Il caso del Basso Piemonte, di quella striscia collinare che abbraccia Langhe, Roero e Monferrato, è sicuramente indicativo di questo più grande scenario: in un territorio storicamente vocato alla viticultura ed alla cerealicoltura, negli ultimi anni le aziende agricole hanno iniziato a diversificare l’orizzonte di coltivazioni per far fronte al sostanziale declino dei prezzi di grano ed uva. Se questo processo ha visto il tentativo di introdurre e potenziare nuove colture sull’onda dei finanziamenti dell’Unione Europea, non sempre con risultati soddisfacenti da un punto di vista economico, i coltivatori locali hanno guardato alla tradizione colturale del territorio per reinventare il loro presente e futuro, spinti dal crescente interesse per produzioni locali e dalla domanda da parte delle industrie alimentari italiane di ingredienti sempre più di qualità.
La nocciola è diventato un simbolo di questo positivo connubio tra passato e futuro.
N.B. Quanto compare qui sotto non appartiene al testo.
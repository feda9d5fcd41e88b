//! Self-test program for the `verdict` unit-test harness.

#![deny(missing_docs)]

mod args;
mod config;
mod error;
mod events;
mod productinfo;
mod strict;
mod suites;
mod thingy;

use std::panic::AssertUnwindSafe;
use std::process::ExitCode;
use std::rc::Rc;

use clap::Parser;
use colored::Colorize;
use verdict_core::{FatalFailure, TestRegistry};

use crate::args::CommandLineArgs;
use crate::error::{DemoError, EXIT_TEST_FAILURE};
use crate::events::SUITES_TARGET;

/// Main entry point for the demo.
fn main() -> ExitCode {
    //
    // Parse args. Usage errors exit with code 2.
    //
    let args = CommandLineArgs::parse();

    events::TraceEventConfig::init(&args.enabled_log_events);
    tracing::debug!(target: SUITES_TARGET, "{}", productinfo::get_product_display_str());

    //
    // The suites panic on purpose; keep those panics out of the results.
    //
    std::panic::set_hook(Box::new(|info| {
        tracing::debug!(target: SUITES_TARGET, "panic: {info}");
    }));

    match std::panic::catch_unwind(AssertUnwindSafe(|| run(&args))) {
        Ok(Ok(code)) => ExitCode::from(code),
        Ok(Err(e)) => {
            let code = e.exit_code();
            report_error(&anyhow::Error::from(e));
            ExitCode::from(code)
        }
        Err(payload) => {
            if let Some(fatal) = payload.downcast_ref::<FatalFailure>() {
                tracing::debug!(target: SUITES_TARGET, "{fatal}");
            } else {
                eprintln!("{}: a suite panicked outside of any check", "error".red().bold());
            }
            ExitCode::from(EXIT_TEST_FAILURE)
        }
    }
}

fn report_error(e: &anyhow::Error) {
    eprintln!("{}: {e:#}", "error".red().bold());
}

/// Runs the suites; returns the process exit code.
fn run(args: &CommandLineArgs) -> Result<u8, DemoError> {
    //
    // Load configuration.
    //
    let loaded = config::load_config(args.no_config, args.config_file.as_deref());
    if let Some(error) = loaded.error {
        if loaded.explicit_path {
            return Err(error.into());
        }

        let path = loaded
            .path
            .as_deref()
            .map_or_else(String::new, |p| p.display().to_string());
        tracing::warn!("ignoring config file {path}: {error}");
    }

    let registry = Rc::new(TestRegistry::new(loaded.config.to_registry_config(args)?));
    tracing::debug!(target: SUITES_TARGET, "created registry '{}'", registry.name());

    let failures = if args.strict {
        Some(strict::StrictReceiver::attach(&registry)?)
    } else {
        None
    };

    if !args.no_tests {
        suites::run_all(&registry, args)?;
        if args.repeat {
            registry.flush_summary();
            suites::run_all(&registry, args)?;
        }
    }

    if !args.table_at_exit {
        registry.flush_summary();
    }

    // Dropping the registry flushes what's left, unless told to keep quiet.
    drop(registry);

    match failures.map(|f| f.get()) {
        Some(count) if count > 0 => {
            tracing::info!("{count} failing results");
            Ok(EXIT_TEST_FAILURE)
        }
        _ => Ok(0),
    }
}
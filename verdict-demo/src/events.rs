use std::collections::HashSet;

use tracing_subscriber::{
    Layer, filter::Targets, layer::SubscriberExt, util::SubscriberInitExt,
};
use verdict_core::trace_categories;

/// Type of event to trace.
#[derive(Clone, Debug, Eq, Hash, PartialEq, clap::ValueEnum)]
pub enum TraceEvent {
    /// Traces case registration and round lifecycle.
    #[clap(name = "registry")]
    Registry,
    /// Traces delivery of events to receivers.
    #[clap(name = "broadcast")]
    Broadcast,
    /// Traces output files being opened, written, and closed.
    #[clap(name = "output")]
    Output,
    /// Traces the sample suites and panics they raise.
    #[clap(name = "suites")]
    Suites,
}

/// Target used by the sample suites.
pub(crate) const SUITES_TARGET: &str = "suites";

#[derive(Default)]
pub(crate) struct TraceEventConfig {
    enabled_trace_events: HashSet<TraceEvent>,
}

impl TraceEventConfig {
    /// Installs a stderr subscriber that logs the given event classes at debug level.
    pub fn init(enabled_log_events: &[TraceEvent]) {
        let config = Self {
            enabled_trace_events: enabled_log_events.iter().cloned().collect(),
        };

        let layer = tracing_subscriber::fmt::layer()
            .with_writer(std::io::stderr)
            .without_time()
            .with_target(false)
            .with_filter(config.compose_filter());

        if tracing_subscriber::registry().with(layer).try_init().is_err() {
            // Something went wrong; proceed on anyway but complain audibly.
            eprintln!("warning: failed to initialize tracing.");
        }
    }

    fn compose_filter(&self) -> Targets {
        let mut filter =
            Targets::new().with_default(tracing_subscriber::filter::LevelFilter::INFO);

        for event in &self.enabled_trace_events {
            let target = match event {
                TraceEvent::Registry => trace_categories::REGISTRY,
                TraceEvent::Broadcast => trace_categories::BROADCAST,
                TraceEvent::Output => trace_categories::OUTPUT,
                TraceEvent::Suites => SUITES_TARGET,
            };

            filter = filter.with_target(target, tracing::Level::DEBUG);
        }

        filter
    }
}

#[cfg(test)]
mod tests {
    use super::*;
    use tracing_subscriber::filter::LevelFilter;

    #[test]
    fn enabled_events_log_at_debug() {
        let config = TraceEventConfig {
            enabled_trace_events: [TraceEvent::Output].into_iter().collect(),
        };
        let filter = config.compose_filter();

        assert!(filter.would_enable(trace_categories::OUTPUT, &tracing::Level::DEBUG));
        assert!(!filter.would_enable(trace_categories::REGISTRY, &tracing::Level::DEBUG));
        assert!(filter.would_enable(trace_categories::REGISTRY, &tracing::Level::WARN));
        assert_eq!(filter.default_level(), Some(LevelFilter::INFO));
    }
}
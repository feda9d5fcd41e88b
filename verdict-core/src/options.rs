//! Output options and registry configuration.

use std::ops::{BitOr, BitOrAssign};
use std::path::{Path, PathBuf};
use std::str::FromStr;

use crate::error::Error;

/// Name used for a registry configured with an empty name.
pub const DEFAULT_REGISTRY_NAME: &str = "Unit Tests";

/// Set of flags controlling what the registry broadcasts and where the
/// built-in text writer sends its output.
#[derive(Clone, Copy, Debug, PartialEq, Eq, Hash)]
pub struct OutputOptions(u16);

impl OutputOptions {
    /// No optional output.
    pub const NOTHING: Self = Self(0x0000);
    /// Show passing items.
    pub const PASSES: Self = Self(0x0001);
    /// Show failing warning-level items.
    pub const WARNINGS: Self = Self(0x0002);
    /// Show a header before the first output line of each case.
    pub const HEADERS: Self = Self(0x0004);
    /// Show messages.
    pub const MESSAGES: Self = Self(0x0008);
    /// Show start and stop timestamps.
    pub const TIMESTAMP: Self = Self(0x0010);
    /// Use full weekday names in timestamps.
    pub const FULL_DAY_NAME: Self = Self(0x0020);
    /// Show divider lines in the text output.
    pub const DIVIDERS: Self = Self(0x0040);
    /// Show the case index on each output line.
    pub const ADD_TEST_INDEX: Self = Self(0x0080);
    /// Show the summary table at flush time.
    pub const SUMMARY_TABLE: Self = Self(0x0100);
    /// Send text output to standard output.
    pub const SEND_TO_STDOUT: Self = Self(0x4000);
    /// Send text output to standard error.
    pub const SEND_TO_STDERR: Self = Self(0x8000);
    /// Warnings, headers, messages, timestamps, dividers, and the summary table.
    pub const DEFAULT: Self = Self(0x015E);

    /// Constructs options from raw bits.
    pub const fn from_bits(bits: u16) -> Self {
        Self(bits)
    }

    /// Returns the raw bits.
    pub const fn bits(self) -> u16 {
        self.0
    }

    /// Returns true if every flag in `other` is set.
    pub const fn contains(self, other: Self) -> bool {
        (self.0 & other.0) == other.0
    }

    /// Returns true if no flag is set.
    pub const fn is_empty(self) -> bool {
        self.0 == 0
    }

    /// Sets the flags in `other`.
    pub const fn insert(&mut self, other: Self) {
        self.0 |= other.0;
    }

    /// Clears the flags in `other`.
    pub const fn remove(&mut self, other: Self) {
        self.0 &= !other.0;
    }

    /// Returns a copy with the flags in `other` set.
    #[must_use]
    pub const fn with(mut self, other: Self) -> Self {
        self.insert(other);
        self
    }
}

impl Default for OutputOptions {
    fn default() -> Self {
        Self::DEFAULT
    }
}

impl BitOr for OutputOptions {
    type Output = Self;

    fn bitor(self, rhs: Self) -> Self {
        Self(self.0 | rhs.0)
    }
}

impl BitOrAssign for OutputOptions {
    fn bitor_assign(&mut self, rhs: Self) {
        self.insert(rhs);
    }
}

impl FromStr for OutputOptions {
    type Err = Error;

    /// Parses a string of option letters.
    ///
    /// | letter | meaning |
    /// |--------|---------|
    /// | `D` | default set (may be combined with others) |
    /// | `d` | divider lines |
    /// | `E` | send text to standard error |
    /// | `S` | send text to standard output |
    /// | `f` | full weekday names |
    /// | `i` | case index on each line |
    /// | `n` | nothing; can't be combined with any of `tdpmhw` |
    /// | `h` | case headers |
    /// | `m` | messages |
    /// | `p` | passing items |
    /// | `t` | timestamps |
    /// | `T` | summary table |
    /// | `w` | warnings |
    ///
    /// When none of `tdpmhw` is given (and `n` isn't either), the default set
    /// is included.
    fn from_str(s: &str) -> Result<Self, Self::Err> {
        let mut seen: Vec<char> = vec![];
        let mut options = Self::NOTHING;
        let mut use_default = false;
        let mut show_nothing = false;

        for c in s.chars() {
            if seen.contains(&c) {
                return Err(Error::DuplicateOutputOption(c));
            }
            seen.push(c);

            match c {
                'D' => use_default = true,
                'n' => show_nothing = true,
                'd' => options |= Self::DIVIDERS,
                'E' => options |= Self::SEND_TO_STDERR,
                'S' => options |= Self::SEND_TO_STDOUT,
                'f' => options |= Self::FULL_DAY_NAME,
                'i' => options |= Self::ADD_TEST_INDEX,
                'h' => options |= Self::HEADERS,
                'm' => options |= Self::MESSAGES,
                'p' => options |= Self::PASSES,
                't' => options |= Self::TIMESTAMP,
                'T' => options |= Self::SUMMARY_TABLE,
                'w' => options |= Self::WARNINGS,
                _ => return Err(Error::InvalidOutputOption(c)),
            }
        }

        let content = Self::TIMESTAMP
            | Self::DIVIDERS
            | Self::PASSES
            | Self::MESSAGES
            | Self::HEADERS
            | Self::WARNINGS;
        let has_content = (options.0 & content.0) != 0;

        if show_nothing && has_content {
            return Err(Error::ConflictingOutputOptions);
        }
        if !has_content && !show_nothing {
            use_default = true;
        }
        if use_default {
            options |= Self::DEFAULT;
        }

        Ok(options)
    }
}

/// What to do once a required assertion has failed.
#[derive(Clone, Copy, Debug, PartialEq, Eq)]
pub enum FatalAction {
    /// Terminate the process with the given exit code.
    Exit(i32),
    /// Unwind with a [`FatalFailure`](crate::FatalFailure) payload.
    Panic,
}

impl Default for FatalAction {
    fn default() -> Self {
        Self::Exit(1)
    }
}

/// Behavior of the fatal path.
#[derive(Clone, Copy, Debug, PartialEq, Eq)]
pub struct FatalPolicy {
    /// Flush the summary before acting.
    pub flush_summary: bool,
    /// How to end the run.
    pub action: FatalAction,
}

impl Default for FatalPolicy {
    fn default() -> Self {
        Self {
            flush_summary: true,
            action: FatalAction::default(),
        }
    }
}

/// Configuration for a [`TestRegistry`](crate::TestRegistry).
#[derive(Clone, Debug)]
pub struct RegistryConfig {
    /// Name of the test run.
    pub name: String,
    /// Partial path for text output files.
    pub text_path: Option<PathBuf>,
    /// Partial path for HTML output files and the main page.
    pub html_path: Option<PathBuf>,
    /// Partial path for XML output files.
    pub xml_path: Option<PathBuf>,
    /// Partial path for JUnit XML output files.
    pub junit_path: Option<PathBuf>,
    /// Output options.
    pub options: OutputOptions,
    /// Fatal path behavior.
    pub fatal: FatalPolicy,
    /// Whether dropping the registry flushes the summary.
    pub summary_on_drop: bool,
}

impl Default for RegistryConfig {
    fn default() -> Self {
        Self::new(DEFAULT_REGISTRY_NAME)
    }
}

impl RegistryConfig {
    /// Creates a configuration with default options and no file output.
    pub fn new(name: impl Into<String>) -> Self {
        let name = name.into();
        Self {
            name: if name.is_empty() {
                DEFAULT_REGISTRY_NAME.to_owned()
            } else {
                name
            },
            text_path: None,
            html_path: None,
            xml_path: None,
            junit_path: None,
            options: OutputOptions::DEFAULT,
            fatal: FatalPolicy::default(),
            summary_on_drop: true,
        }
    }

    /// Sends text output to files starting with the given partial path.
    #[must_use]
    pub fn with_text_file(mut self, partial: impl AsRef<Path>) -> Self {
        self.text_path = non_empty_path(partial.as_ref());
        self
    }

    /// Sends HTML output to files starting with the given partial path.
    #[must_use]
    pub fn with_html_file(mut self, partial: impl AsRef<Path>) -> Self {
        self.html_path = non_empty_path(partial.as_ref());
        self
    }

    /// Sends XML output to files starting with the given partial path.
    #[must_use]
    pub fn with_xml_file(mut self, partial: impl AsRef<Path>) -> Self {
        self.xml_path = non_empty_path(partial.as_ref());
        self
    }

    /// Sends JUnit XML output to files starting with the given partial path.
    #[must_use]
    pub fn with_junit_file(mut self, partial: impl AsRef<Path>) -> Self {
        self.junit_path = non_empty_path(partial.as_ref());
        self
    }

    /// Sets the output options.
    #[must_use]
    pub const fn with_options(mut self, options: OutputOptions) -> Self {
        self.options = options;
        self
    }

    /// Sets the fatal path behavior.
    #[must_use]
    pub const fn with_fatal_policy(mut self, fatal: FatalPolicy) -> Self {
        self.fatal = fatal;
        self
    }

    /// Controls whether dropping the registry flushes the summary.
    #[must_use]
    pub const fn with_summary_on_drop(mut self, enabled: bool) -> Self {
        self.summary_on_drop = enabled;
        self
    }

    /// True if some output destination is configured.
    pub fn has_any_output(&self) -> bool {
        self.text_path.is_some()
            || self.html_path.is_some()
            || self.xml_path.is_some()
            || self.junit_path.is_some()
            || self.options.contains(OutputOptions::SEND_TO_STDOUT)
            || self.options.contains(OutputOptions::SEND_TO_STDERR)
    }
}

fn non_empty_path(path: &Path) -> Option<PathBuf> {
    if path.as_os_str().is_empty() {
        None
    } else {
        Some(path.to_path_buf())
    }
}

#[cfg(test)]
mod tests {
    use super::*;
    use pretty_assertions::assert_eq;

    #[test]
    fn default_bits() {
        assert_eq!(
            OutputOptions::DEFAULT,
            OutputOptions::WARNINGS
                | OutputOptions::HEADERS
                | OutputOptions::MESSAGES
                | OutputOptions::TIMESTAMP
                | OutputOptions::DIVIDERS
                | OutputOptions::SUMMARY_TABLE
        );
    }

    #[test]
    fn contains_requires_every_flag() {
        let opts = OutputOptions::HEADERS | OutputOptions::PASSES;
        assert!(opts.contains(OutputOptions::HEADERS));
        assert!(opts.contains(OutputOptions::HEADERS | OutputOptions::PASSES));
        assert!(!opts.contains(OutputOptions::HEADERS | OutputOptions::WARNINGS));
        assert!(opts.contains(OutputOptions::NOTHING));
    }

    #[test]
    fn parse_empty_is_default() -> Result<(), Error> {
        assert_eq!("".parse::<OutputOptions>()?, OutputOptions::DEFAULT);
        assert_eq!(
            "S".parse::<OutputOptions>()?,
            OutputOptions::DEFAULT | OutputOptions::SEND_TO_STDOUT
        );
        Ok(())
    }

    #[test]
    fn parse_explicit_letters() -> Result<(), Error> {
        assert_eq!(
            "hpT".parse::<OutputOptions>()?,
            OutputOptions::HEADERS | OutputOptions::PASSES | OutputOptions::SUMMARY_TABLE
        );
        assert_eq!(
            "Dp".parse::<OutputOptions>()?,
            OutputOptions::DEFAULT | OutputOptions::PASSES
        );
        assert_eq!("nS".parse::<OutputOptions>()?, OutputOptions::SEND_TO_STDOUT);
        Ok(())
    }

    #[test]
    fn parse_rejects_bad_input() {
        assert!(matches!(
            "hh".parse::<OutputOptions>(),
            Err(Error::DuplicateOutputOption('h'))
        ));
        assert!(matches!(
            "hx".parse::<OutputOptions>(),
            Err(Error::InvalidOutputOption('x'))
        ));
        assert!(matches!(
            "nh".parse::<OutputOptions>(),
            Err(Error::ConflictingOutputOptions)
        ));
    }

    #[test]
    fn empty_name_uses_default() {
        assert_eq!(RegistryConfig::new("").name, DEFAULT_REGISTRY_NAME);
    }

    #[test]
    fn output_detection() {
        let config = RegistryConfig::new("x").with_options(OutputOptions::DEFAULT);
        assert!(!config.has_any_output());
        assert!(config.clone().with_xml_file("out/x").has_any_output());
        assert!(!config.clone().with_xml_file("").has_any_output());
        assert!(
            config
                .with_options(OutputOptions::SEND_TO_STDERR)
                .has_any_output()
        );
    }
}
//! The receiver side of the broadcast protocol.
//!
//! A registry calls its receivers in registration order, in this sequence:
//!
//! 1. [`on_start`](ResultReceiver::on_start) once per round, before anything else.
//! 2. Any interleaving of [`on_message`](ResultReceiver::on_message),
//!    [`on_case_header`](ResultReceiver::on_case_header), and
//!    [`on_result_line`](ResultReceiver::on_result_line).
//! 3. With timestamps enabled, two [`on_timestamp`](ResultReceiver::on_timestamp)
//!    calls: start, then stop.
//! 4. With the summary table enabled, [`on_summary_start`](ResultReceiver::on_summary_start),
//!    one [`on_table_row`](ResultReceiver::on_table_row) per case,
//!    [`on_totals_line`](ResultReceiver::on_totals_line),
//!    [`on_summary_line`](ResultReceiver::on_summary_line), and
//!    [`on_summary_end`](ResultReceiver::on_summary_end).
//! 5. [`on_final_teardown`](ResultReceiver::on_final_teardown) once, when the
//!    registry goes away.
//!
//! Returning `Ok(false)` or an error, or panicking, unsubscribes the receiver:
//! it won't be called again, not even for final teardown.

use std::cell::RefCell;
use std::rc::Rc;

use crate::case::{TestCase, Totals};
use crate::outcome::TestResult;
use crate::round::RoundStart;

/// Result of a receiver callback: `Ok(true)` to keep receiving events.
pub type ReceiverResult = anyhow::Result<bool>;

/// A receiver shared between its owner and a registry.
pub type SharedReceiver = Rc<RefCell<dyn ResultReceiver>>;

/// Source location of an assertion or message.
#[derive(Clone, Copy, Debug, PartialEq, Eq)]
pub struct Site<'a> {
    /// Source file.
    pub file: &'a str,
    /// 1-based line number.
    pub line: u32,
}

impl<'a> Site<'a> {
    /// Creates a site.
    pub const fn new(file: &'a str, line: u32) -> Self {
        Self { file, line }
    }
}

/// One recorded assertion, as broadcast to receivers.
#[derive(Clone, Copy, Debug)]
pub struct ResultLine<'a> {
    /// Outcome of the assertion.
    pub result: TestResult,
    /// Where the assertion is.
    pub site: Site<'a>,
    /// Source text of the asserted expression.
    pub expression: &'a str,
    /// Optional message supplied with the assertion.
    pub message: Option<&'a str>,
}

/// Sink for test-result events. Every method has a no-op default.
#[allow(unused_variables)]
pub trait ResultReceiver {
    /// A round has started.
    fn on_start(&mut self, round: &RoundStart) -> ReceiverResult {
        Ok(true)
    }

    /// A message was recorded for a case.
    fn on_message(&mut self, case: &TestCase, site: &Site<'_>, message: &str) -> ReceiverResult {
        Ok(true)
    }

    /// A case is about to produce its first output of the round.
    fn on_case_header(&mut self, case: &TestCase) -> ReceiverResult {
        Ok(true)
    }

    /// An assertion was recorded. `case` already includes it in its counters.
    fn on_result_line(&mut self, case: &TestCase, line: &ResultLine<'_>) -> ReceiverResult {
        Ok(true)
    }

    /// A start or stop timestamp, already formatted.
    fn on_timestamp(&mut self, is_start: bool, stamp: &str) -> ReceiverResult {
        Ok(true)
    }

    /// The summary table begins.
    fn on_summary_start(&mut self) -> ReceiverResult {
        Ok(true)
    }

    /// One summary table row.
    fn on_table_row(&mut self, case: &TestCase) -> ReceiverResult {
        Ok(true)
    }

    /// Item totals across all cases.
    fn on_totals_line(&mut self, totals: &Totals) -> ReceiverResult {
        Ok(true)
    }

    /// Case totals across all cases.
    fn on_summary_line(&mut self, totals: &Totals) -> ReceiverResult {
        Ok(true)
    }

    /// The summary table is complete.
    fn on_summary_end(&mut self) -> ReceiverResult {
        Ok(true)
    }

    /// The registry is going away. Release any remaining resources.
    fn on_final_teardown(&mut self) {}
}

/// Wraps a receiver so it can be registered and still be inspected by its owner.
pub fn share<R: ResultReceiver + 'static>(receiver: R) -> Rc<RefCell<R>> {
    Rc::new(RefCell::new(receiver))
}

/// Address identifying a shared receiver, independent of how it is typed.
pub(crate) fn receiver_addr<R: ?Sized>(receiver: &Rc<RefCell<R>>) -> *const () {
    Rc::as_ptr(receiver).cast::<()>()
}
Se la coltivazione del nocciolo è attestata in tutto il Piemonte già in età moderna, nel corso del Novecento questa coltura era diventata esclusivamente sinonimo di Alba e Ferrero, di un’area a cavaliere di Langa e Roero. Di fronte alla crescente domanda di nocciole di qualità da parte delle aziende dolciarie, la coltivazione della varietà locale della tonda gentile ha visto un vero e proprio boom che l’ha fatta diventare icona della nuova agricoltura piemontese.
L’epicentro di questa trasformazione è collocato in Monferrato, ed in particolare nel Basso Monferrato casalese. Coltura quasi scomparsa all’inizio degli anni Novanta, la storia del nocciolo in Monferrato si lega all’azione di un’azienda, la cooperativa agricola Corilu di Lu (www.corilu.it), e dell’attività promotrice dalla Coldiretti. Dalla fine degli anni Novanta, la riscoperta della nocciola in Monferrato si è legata ad una costante azione di sperimentazione scientifica e tecnica, portata a avanti dalle aziende in collaborazione con enti di ricerca ed università, e progetti commerciali di filiera. Questi hanno garantito il successo di questa coltivazione: un successo che si legge anche dall’inserimento della coltivazione del nocciolo come uno dei tratti caratterizzanti e tipici del l’intero territorio collinare piemontese, in lizza per il suo riconoscimento come patrimonio UNESCO.
Il caso della nocciola è quindi un esempio cogente di un’agricoltura, di un’economia che cambia scrivendo il proprio futuro nella critica riscoperta delle proprie tradizioni all’insegna della sostenibilità sociale e naturale.